Among the favorite radio shows of my elders were The Lone Ranger, Sergeant Preston of the Yukon, and for my mother, The Romance of Helen Trent and Our Gal Sunday. Others usually listened to included
The FBI in Peace and War, The Green Hornet, Doctor Christian, The Shadow, Don McNeil’s Breakfast Club and a host of others.
During school days I listened with my grandfather to the evening shows, The Lone Ranger, and Sergeant Preston of the Yukon before supper, homework and bed. It was during sick days home from school being nurtured with apricot nectar, apple juice and tasty soft foods that I could enjoy the daytime offerings not the least of which was Don McNeil’s Breakfast Club.
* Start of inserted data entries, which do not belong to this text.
//! In-process index used by tests and dry runs

use async_trait::async_trait;
use chrono::{DateTime, Utc};
use datakube_common::{DatasetRef, ProductRef, SourcesPolicy};
use serde_json::Value;
use std::{
    collections::{BTreeMap, HashSet},
    sync::{Mutex, MutexGuard},
};
use uuid::Uuid;

use super::{DatasetIndex, IndexError, IndexResult};

#[derive(Debug, Clone)]
struct Entry {
    dataset: DatasetRef,
    locations: Vec<String>,
    sources: Vec<Uuid>,
    archived: bool,
}

#[derive(Debug, Default)]
struct State {
    entries: BTreeMap<Uuid, Entry>,
    failing_locations: HashSet<String>,
    add_calls: u64,
    archive_calls: Vec<Vec<Uuid>>,
    range_updates: Vec<ProductRef>,
    dashboard_refreshes: Vec<Vec<ProductRef>>,
}

/// Index kept in memory. Records every mutating call so tests can assert on them.
#[derive(Debug, Default)]
pub struct InMemoryIndex {
    state: Mutex<State>,
}

fn document_id(document: &Value) -> IndexResult<Uuid> {
    let raw = document
        .get("id")
        .and_then(Value::as_str)
        .ok_or_else(|| IndexError::InvalidDocument("missing id".to_string()))?;
    Uuid::parse_str(raw).map_err(|e| IndexError::InvalidDocument(format!("bad id '{raw}': {e}")))
}

fn document_product(document: &Value) -> IndexResult<ProductRef> {
    document
        .pointer("/product/name")
        .or_else(|| document.get("product_type"))
        .and_then(Value::as_str)
        .map(ProductRef::new)
        .ok_or_else(|| IndexError::InvalidDocument("missing product name".to_string()))
}

fn document_creation_time(document: &Value) -> Option<DateTime<Utc>> {
    document
        .get("creation_dt")
        .and_then(Value::as_str)
        .and_then(|raw| DateTime::parse_from_rfc3339(raw).ok())
        .map(|dt| dt.with_timezone(&Utc))
}

/// Source documents embedded under `lineage.source_datasets`
fn document_sources(document: &Value) -> Vec<&Value> {
    document
        .pointer("/lineage/source_datasets")
        .and_then(Value::as_object)
        .map(|sources| sources.values().collect())
        .unwrap_or_default()
}

impl InMemoryIndex {
    pub fn new() -> Self {
        Self::default()
    }

    fn lock(&self) -> MutexGuard<'_, State> {
        self.state.lock().unwrap_or_else(|poisoned| poisoned.into_inner())
    }

    /// Seed a dataset with its immediate sources
    pub fn insert(&self, dataset: DatasetRef, location: Option<&str>, sources: &[Uuid]) {
        self.lock().entries.insert(
            dataset.id,
            Entry {
                dataset,
                locations: location.map(str::to_string).into_iter().collect(),
                sources: sources.to_vec(),
                archived: false,
            },
        );
    }

    /// Make every registration and lookup at `uri` fail
    pub fn fail_location(&self, uri: &str) {
        self.lock().failing_locations.insert(uri.to_string());
    }

    pub fn is_archived(&self, id: Uuid) -> bool {
        self.lock().entries.get(&id).is_some_and(|entry| entry.archived)
    }

    pub fn contains(&self, id: Uuid) -> bool {
        self.lock().entries.contains_key(&id)
    }

    pub fn add_calls(&self) -> u64 {
        self.lock().add_calls
    }

    pub fn archive_calls(&self) -> Vec<Vec<Uuid>> {
        self.lock().archive_calls.clone()
    }

    pub fn range_updates(&self) -> Vec<ProductRef> {
        self.lock().range_updates.clone()
    }

    pub fn dashboard_refreshes(&self) -> Vec<Vec<ProductRef>> {
        self.lock().dashboard_refreshes.clone()
    }
}

#[async_trait]
impl DatasetIndex for InMemoryIndex {
    async fn add_dataset(
        &self,
        document: &Value,
        uri: &str,
        sources_policy: SourcesPolicy,
    ) -> IndexResult<DatasetRef> {
        let mut state = self.lock();
        state.add_calls += 1;

        if state.failing_locations.contains(uri) {
            return Err(IndexError::Rejected(format!("registration refused for {uri}")));
        }

        let id = document_id(document)?;
        let product = document_product(document)?;

        let mut source_ids = Vec::new();
        if sources_policy != SourcesPolicy::Skip {
            for source in document_sources(document) {
                let source_id = document_id(source)?;
                if !state.entries.contains_key(&source_id) {
                    match sources_policy {
                        SourcesPolicy::Verify => {
                            return Err(IndexError::MissingSource {
                                dataset_id: id,
                                source_id,
                            });
                        },
                        _ => {
                            let mut source_ref = DatasetRef::new(source_id, document_product(source)?);
                            source_ref.creation_time = document_creation_time(source);
                            state.entries.insert(
                                source_id,
                                Entry {
                                    dataset: source_ref,
                                    locations: Vec::new(),
                                    sources: Vec::new(),
                                    archived: false,
                                },
                            );
                        },
                    }
                }
                source_ids.push(source_id);
            }
        }

        let entry = state.entries.entry(id).or_insert_with(|| Entry {
            dataset: DatasetRef::new(id, product.clone()),
            locations: Vec::new(),
            sources: Vec::new(),
            archived: false,
        });

        entry.dataset.product = product;
        entry.dataset.creation_time = document_creation_time(document);
        entry.archived = false;
        if !entry.locations.iter().any(|location| location == uri) {
            entry.locations.push(uri.to_string());
        }
        if !source_ids.is_empty() {
            entry.sources = source_ids;
        }

        Ok(entry.dataset.clone())
    }

    async fn search_datasets(
        &self,
        product: &ProductRef,
        from: DateTime<Utc>,
        to: DateTime<Utc>,
    ) -> IndexResult<Vec<DatasetRef>> {
        Ok(self
            .lock()
            .entries
            .values()
            .filter(|entry| !entry.archived && &entry.dataset.product == product)
            .filter(|entry| {
                entry
                    .dataset
                    .creation_time
                    .is_some_and(|created| created >= from && created <= to)
            })
            .map(|entry| entry.dataset.clone())
            .collect())
    }

    async fn dataset_sources(&self, id: Uuid) -> IndexResult<Vec<DatasetRef>> {
        let state = self.lock();
        let entry = state.entries.get(&id).ok_or(IndexError::NotFound(id))?;

        Ok(entry
            .sources
            .iter()
            .filter_map(|source_id| state.entries.get(source_id))
            .map(|source| source.dataset.clone())
            .collect())
    }

    async fn archive_datasets(&self, ids: &[Uuid]) -> IndexResult<()> {
        let mut state = self.lock();

        if let Some(missing) = ids.iter().find(|id| !state.entries.contains_key(id)) {
            return Err(IndexError::NotFound(*missing));
        }

        for id in ids {
            if let Some(entry) = state.entries.get_mut(id) {
                entry.archived = true;
            }
        }
        state.archive_calls.push(ids.to_vec());
        Ok(())
    }

    async fn datasets_for_location(&self, uri: &str) -> IndexResult<Vec<DatasetRef>> {
        let state = self.lock();
        if state.failing_locations.contains(uri) {
            return Err(IndexError::Rejected(format!("lookup refused for {uri}")));
        }

        Ok(state
            .entries
            .values()
            .filter(|entry| !entry.archived && entry.locations.iter().any(|location| location == uri))
            .map(|entry| entry.dataset.clone())
            .collect())
    }

    async fn update_product_range(&self, product: &ProductRef) -> IndexResult<()> {
        let mut state = self.lock();
        if !state.entries.values().any(|entry| &entry.dataset.product == product) {
            return Err(IndexError::UnknownProduct(product.name().to_string()));
        }
        state.range_updates.push(product.clone());
        Ok(())
    }

    async fn refresh_dashboard(&self, products: &[ProductRef]) -> IndexResult<()> {
        self.lock().dashboard_refreshes.push(products.to_vec());
        Ok(())
    }
}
Midday is when my mother’s favorite soaps came on. Captive audience that I was I listened to those, too. I don’t believe the story line grabbed me. I doubt it. I don’t remember. What started getting my attention was the music. Especially the themes. It was over the ensuing lifetime that I started learning what music was being used for which theme -- it became a kind of musical crossword puzzle.
It was not until many years past that time that I finally learned the theme used for The Lone Ranger was not ONLY from Rossini’s William Tell Overture but also from Franz Liszt’s Les Preludes.
Driving across the desert one night in Arizona or New Mexico I heard a piece of music I remembered from my youth but never knew its name. Now, I know the name. It was the overture from the opera Donna Diana by Emil von Resnicek which was used as the main theme for Sergeant Preston of the Yukon. Not that I had any taxonomic fixation about naming every tune I had ever heard but, more simply, if I want to hear a tune that’s no longer being used as a theme, I can find it whenever I want to now that I know the name.
Garrison Keillor’s Prairie Home Companion seems to be a modern day variation on Don McNeil’s Breakfast Club. And the Breakfast Club march around the breakfast table is approximated on WRTI’s, (Temple University Public Radio) Sousalarm at 7:15 A.M. with a tribute to the late great John Phillip Sousa.
The musical crossword was gradually being filled in. Now with more
answers than questions I find myself just enjoying the sounds and noting
connections here and there.
Thus began my life long association with music. It was only the beginning.